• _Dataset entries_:
• • •

//! HTTP server setup and configuration.
//!
//! # Responsibilities
//! - Create Axum Router serving the GraphQL endpoint
//! - Wire up middleware (request ID, tracing, timeout, body limit)
//! - Bind server to listener
//! - Serve until the shutdown signal fires

use std::sync::Arc;
use std::time::Duration;

use axum::{extract::DefaultBodyLimit, routing::get, Router};
use tokio::net::TcpListener;
use tower_http::{limit::RequestBodyLimitLayer, timeout::TimeoutLayer, trace::TraceLayer};

use crate::config::{AdapterConfig, GraphQLConfig};
use crate::graphql::{
    DefaultInvocationInputFactory, GraphQLInvoker, GraphQLObjectMapper, InvocationInputFactory,
};
use crate::http::handler::{graphql_get, graphql_post};
use crate::http::request::{propagate_request_id_layer, set_request_id_layer};
use crate::lifecycle::ShutdownSignal;

/// Application state injected into handlers.
#[derive(Clone)]
pub struct AppState {
    /// Execution engine shared by all requests.
    pub invoker: Arc<dyn GraphQLInvoker>,
    /// Builds engine inputs from normalized operations.
    pub input_factory: Arc<dyn InvocationInputFactory>,
    /// Reads JSON bodies and variables.
    pub object_mapper: GraphQLObjectMapper,
    /// Endpoint settings.
    pub graphql_config: GraphQLConfig,
}

/// HTTP server exposing one GraphQL endpoint.
pub struct HttpServer {
    router: Router,
    config: AdapterConfig,
}

impl HttpServer {
    /// Create a server that passes operations to `invoker` unchanged.
    pub fn new<I>(config: AdapterConfig, invoker: I) -> Self
    where
        I: GraphQLInvoker + 'static,
    {
        Self::with_input_factory(config, invoker, DefaultInvocationInputFactory)
    }

    /// Create a server with a custom invocation input factory.
    pub fn with_input_factory<I, F>(config: AdapterConfig, invoker: I, input_factory: F) -> Self
    where
        I: GraphQLInvoker + 'static,
        F: InvocationInputFactory + 'static,
    {
        let state = AppState {
            invoker: Arc::new(invoker),
            input_factory: Arc::new(input_factory),
            object_mapper: GraphQLObjectMapper::new(),
            graphql_config: config.graphql.clone(),
        };

        let router = Self::build_router(&config, state);
        Self { router, config }
    }

    /// Build the Axum router with all middleware layers.
    #[allow(deprecated)]
    pub fn build_router(config: &AdapterConfig, state: AppState) -> Router {
        Router::new()
            .route(&config.graphql.path, get(graphql_get).post(graphql_post))
            .with_state(state)
            .layer(DefaultBodyLimit::disable())
            .layer(RequestBodyLimitLayer::new(config.security.max_body_size))
            .layer(TimeoutLayer::new(Duration::from_secs(config.timeouts.request_secs)))
            .layer(propagate_request_id_layer())
            .layer(TraceLayer::new_for_http())
            .layer(set_request_id_layer())
    }

    /// The fully layered router, e.g. for in-process requests.
    pub fn router(&self) -> Router {
        self.router.clone()
    }

    /// Run the server, accepting connections on the given listener until
    /// `shutdown` fires.
    pub async fn run(
        self,
        listener: TcpListener,
        mut shutdown: ShutdownSignal,
    ) -> Result<(), std::io::Error> {
        let addr = listener.local_addr()?;
        tracing::info!(
            address = %addr,
            path = %self.config.graphql.path,
            "HTTP server starting"
        );

        axum::serve(listener, self.router)
            .with_graceful_shutdown(async move {
                shutdown.recv().await;
                tracing::info!("Shutdown signal received");
            })
            .await?;

        tracing::info!("HTTP server stopped");
        Ok(())
    }
}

• • •

Scan the data above for the word "until" and report every line where it is found.

//! - Serve until the shutdown signal fires
    /// Run the server, accepting connections on the given listener until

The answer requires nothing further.